Da quel momento sono state avvertite le autorità marittime libiche, maltesi e italiane. Nessuno è intervenuto. Alle 12 del 21 aprile in un’altra telefonata i naufraghi hanno detto che la benzina stava per finire, che le onde si stavano alzando e che anche la batteria del telefono satellitare si stava esaurendo. I volontari di Alarm Phone hanno continuato a chiamare la guardia costiera libica e la centrale operativa della guardia costiera italiana, senza ricevere risposta. Gli italiani dicevano ai volontari di contattare i libici, che dal 2018, nonostante le loro inadempienze documentate, hanno assunto il coordinamento dei soccorsi nelle acque internazionali davanti alla Libia. Alle 13.30 i naufraghi hanno chiamato di nuovo Alarm Phone dicendo: “Stiamo morendo”. Alle 14.44, chiamata dai volontari, la guardia costiera libica ha detto che la motovedetta Ubari era in cerca dell’imbarcazione. Alarm Phone ha poi contattato il mercantile Bruna, che ha detto di non poter intervenire perché non aveva ricevuto una segnalazione dalle autorità competenti. Alle 18.45 l’imbarcazione è stata avvistata da un aereo di Frontex (l’agenzia europea che sorveglia le frontiere e le coste dell’Unione). Nel frattempo la nave umanitaria Ocean Viking stava cercando un’altra imbarcazione partita da Zuwara, in Libia. Alle 20.15 l’ultima chiamata, poi più nulla. Le autorità libiche, chiamate ancora da Alarm Phone, hanno detto che le condizioni meteo non permettevano di cercare i naufraghi.
Un buco nero
La Ocean Viking ha raggiunto l’area del disastro alle 4.25 del mattino del 22 aprile e dodici ore dopo, insieme ad altri tre mercantili, ha trovato il gommone distrutto, circondato da dieci cadaveri tenuti a galla da camere d’aria e giubbotti salvagente. “Nessuno ha coordinato i soccorsi della nostra nave e degli altri tre cargo, era come muoversi al buio”, racconta Alessandro Porro, responsabile italiano di Sos Méditerranée, l’ong a cui fa capo la nave Ocean Viking. L’agenzia Frontex si è difesa affermando di avere “immediatamente allertato i centri di soccorso in Italia, Malta e Libia, come previsto dal diritto internazionale”. Ma il risultato è che 130 persone sono morte dopo aver chiesto aiuto per due giorni, senza risposta. Secondo l’Organizzazione internazionale per le migrazioni (Oim), dall’inizio del 2021 i morti in mare sono 580. “Gli stati si sono rifiutati di agire per salvare la vita di più di cento persone. È questa l’eredità dell’Europa?”, ha commentato Safa Msehli, portavoce dell’Oim. Il naufragio del 21 aprile è l’ultimo di una lunga serie dovuta alla pericolosità della traversata, all’assenza di un coordinamento nei salvataggi e alla mancanza di mezzi navali di soccorso nel Mediterraneo centrale. La Ocean Viking era l’unica nave civile nell’area. Nell’ultimo anno molte navi umanitarie sono state sottoposte a fermo amministrativo per dei cavilli. Dal maggio del 2020 le ispezioni della guardia costiera italiana sono state frequenti e severe e hanno portato al blocco delle navi delle organizzazioni non governative per lunghi periodi.

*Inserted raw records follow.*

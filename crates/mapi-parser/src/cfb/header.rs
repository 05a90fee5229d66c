use super::constants::*;
use byteorder::{LittleEndian, ReadBytesExt};
use mapi_core::{MapiError, Result};
use std::io::{Read, Seek, SeekFrom};

/// CFB header structure (first 512 bytes of the file)
#[derive(Debug, Clone)]
pub struct CfbHeader {
    /// Signature (0xD0CF11E0A1B11AE1)
    pub signature: [u8; 8],
    /// CLSID (16 bytes, must be zeros)
    pub clsid: [u8; 16],
    /// Minor version
    pub minor_version: u16,
    /// Major version (3 for 512-byte sectors, 4 for 4096-byte sectors)
    pub major_version: u16,
    /// Byte order (0xFFFE = little-endian)
    pub byte_order: u16,
    /// Sector size power (9 = 512 bytes, 12 = 4096 bytes)
    pub sector_shift: u16,
    /// Mini sector size power (typically 6 = 64 bytes)
    pub mini_sector_shift: u16,
    /// Total sectors (0 for version 3)
    pub total_sectors: u32,
    /// Number of FAT sectors
    pub fat_sectors: u32,
    /// First directory sector
    pub first_dir_sector: u32,
    /// Transaction signature
    pub transaction_signature: u32,
    /// Mini stream cutoff size (typically 4096)
    pub mini_stream_cutoff_size: u32,
    /// First mini FAT sector
    pub first_mini_fat_sector: u32,
    /// Number of mini FAT sectors
    pub mini_fat_sectors: u32,
    /// First DIFAT sector
    pub first_difat_sector: u32,
    /// Number of DIFAT sectors
    pub difat_sectors: u32,
    /// First 109 FAT sector positions (DIFAT array)
    pub difat: [u32; 109],
}

impl CfbHeader {
    /// Parse and validate the CFB header from a reader
    pub fn from_reader<R: Read + Seek>(reader: &mut R) -> Result<Self> {
        reader.seek(SeekFrom::Start(0))?;

        let mut signature = [0u8; 8];
        reader.read_exact(&mut signature)?;
        if signature != CFB_SIGNATURE {
            return Err(MapiError::BadSignature { found: signature });
        }

        let mut clsid = [0u8; 16];
        reader.read_exact(&mut clsid)?;
        if clsid != [0u8; 16] {
            return Err(MapiError::BadClsid);
        }

        let minor_version = reader.read_u16::<LittleEndian>()?;
        let major_version = reader.read_u16::<LittleEndian>()?;

        let byte_order = reader.read_u16::<LittleEndian>()?;
        if byte_order != 0xFFFE {
            return Err(MapiError::BadByteOrder { found: byte_order });
        }

        if !matches!(major_version, 3 | 4) {
            return Err(MapiError::BadVersion {
                version: major_version,
            });
        }

        let sector_shift = reader.read_u16::<LittleEndian>()?;
        let mini_sector_shift = reader.read_u16::<LittleEndian>()?;

        let sector_size = 1u32 << sector_shift;
        let expected = match major_version {
            3 => SECTOR_SIZE_512,
            _ => SECTOR_SIZE_4096,
        };
        if sector_size != expected {
            return Err(MapiError::BadSectorSize {
                version: major_version,
                size: sector_size,
            });
        }

        // Reserved bytes
        let mut reserved = [0u8; 6];
        reader.read_exact(&mut reserved)?;

        let total_sectors = reader.read_u32::<LittleEndian>()?;
        let fat_sectors = reader.read_u32::<LittleEndian>()?;
        let first_dir_sector = reader.read_u32::<LittleEndian>()?;
        let transaction_signature = reader.read_u32::<LittleEndian>()?;
        let mini_stream_cutoff_size = reader.read_u32::<LittleEndian>()?;
        let first_mini_fat_sector = reader.read_u32::<LittleEndian>()?;
        let mini_fat_sectors = reader.read_u32::<LittleEndian>()?;
        let first_difat_sector = reader.read_u32::<LittleEndian>()?;
        let difat_sectors = reader.read_u32::<LittleEndian>()?;

        let mut difat = [0u32; 109];
        for entry in difat.iter_mut() {
            *entry = reader.read_u32::<LittleEndian>()?;
        }

        Ok(CfbHeader {
            signature,
            clsid,
            minor_version,
            major_version,
            byte_order,
            sector_shift,
            mini_sector_shift,
            total_sectors,
            fat_sectors,
            first_dir_sector,
            transaction_signature,
            mini_stream_cutoff_size,
            first_mini_fat_sector,
            mini_fat_sectors,
            first_difat_sector,
            difat_sectors,
            difat,
        })
    }

    /// Get the sector size in bytes
    pub fn sector_size(&self) -> u32 {
        1 << self.sector_shift
    }

    /// Get the mini sector size in bytes
    pub fn mini_sector_size(&self) -> u32 {
        1 << self.mini_sector_shift
    }
}
pub mod message;
pub mod named_properties;
pub mod properties;

pub use message::read_message;
pub use named_properties::{NamedPropertyMap, PropertyName};
pub use properties::{PropertyRecord, PropertyStream, StorageKind};
/// Returns timestamp in ns
#[cfg(unix)]
#[inline(never)]
pub fn mono_time_ns() -> u64 {
    use libc::{CLOCK_MONOTONIC, clock_gettime, timespec};
    unsafe {
        let mut ts = timespec {
            tv_sec: 0,
            tv_nsec: 0,
        };
        clock_gettime(CLOCK_MONOTONIC, &mut ts);
        (ts.tv_sec as u64) * 1_000_000_000 + (ts.tv_nsec as u64)
    }
}

/// Latency sample log for the bench/stress driver.
///
/// Collects nanosecond samples from one thread, merges per-thread logs, and
/// reports percentiles as CSV. Recording is a plain `Vec::push` into
/// pre-reserved capacity, so the measuring hot loop does not allocate.
#[derive(Default)]
pub struct Samples {
    values: Vec<u64>,
}

impl Samples {
    pub fn with_capacity(capacity: usize) -> Self {
        Self {
            values: Vec::with_capacity(capacity),
        }
    }

    #[inline]
    pub fn record(&mut self, value: u64) {
        self.values.push(value);
    }

    pub fn len(&self) -> usize {
        self.values.len()
    }

    pub fn is_empty(&self) -> bool {
        self.values.is_empty()
    }

    /// Folds another log into this one, e.g. per-reader logs after join.
    pub fn merge(&mut self, other: Samples) {
        self.values.extend(other.values);
    }

    /// The `p`-quantile by nearest rank. Sorts in place.
    ///
    /// # Panics
    ///
    /// Panics if the log is empty or `p` is outside `[0, 1]`.
    pub fn percentile(&mut self, p: f64) -> u64 {
        let n = self.values.len();
        assert!(n > 0);
        assert!((0.0..=1.0).contains(&p));
        self.values.sort_unstable();
        self.values[((n - 1) as f64 * p).round() as usize]
    }

    pub fn mean(&self) -> u64 {
        assert!(!self.values.is_empty());
        (self.values.iter().map(|&v| v as u128).sum::<u128>() / self.values.len() as u128) as u64
    }

    /// Prints a CSV header and one row of summary statistics.
    pub fn report_csv(&mut self, label: &str) {
        println!("name,n,mean,min,0.5,0.9,0.99,0.999,0.9999,max");
        println!(
            "{},{},{},{},{},{},{},{},{},{}",
            label,
            self.len(),
            self.mean(),
            self.percentile(0.0),
            self.percentile(0.5),
            self.percentile(0.9),
            self.percentile(0.99),
            self.percentile(0.999),
            self.percentile(0.9999),
            self.percentile(1.0),
        );
    }
}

Inoltre dal 2016 ci sono state sedici inchieste aperte dalle procure italiane, in cui le ong sono state accusate di favoreggiamento dell’immigrazione clandestina. Come emerge dall’articolo di The Intercept che pubblichiamo in queste pagine, l’insolito sforzo investigativo è stato coordinato dalla Direzione nazionale antimafia. L’inchiesta più nota è quella della procura di Trapani, che si è chiusa a marzo. Le 40mila pagine dell’indagine mostrano delle anomalie: sono stati intercettati operatori umanitari, giornalisti e perfino avvocati e parlamentari che non erano indagati.
La prima ong a pattugliare il Mediterraneo centrale è stata Migrant offshore aid station (Moas), nel 2014. Tra il 2015 e il 2016 undici ong si sono unite alla guardia costiera italiana e ai mezzi navali europei con 14 navi. Alla fine del 2016 la situazione è cambiata: gradualmente i mezzi europei si sono ritirati, passando il testimone alla Libia. Un ritiro cominciato con la firma nel 2017 del Memorandum d’intesa tra Italia e Libia, che prevedeva l’addestramento della guardia costiera libica, per farle assumere il coordinamento delle operazioni di salvataggio al largo del suo paese, un compito svolto fino a quel momento dai guardacoste italiani. Per questo nel 2018 la Libia è riuscita a farsi riconoscere dalle autorità marittime internazionali una zona di ricerca e soccorso (Sar) sotto il suo controllo.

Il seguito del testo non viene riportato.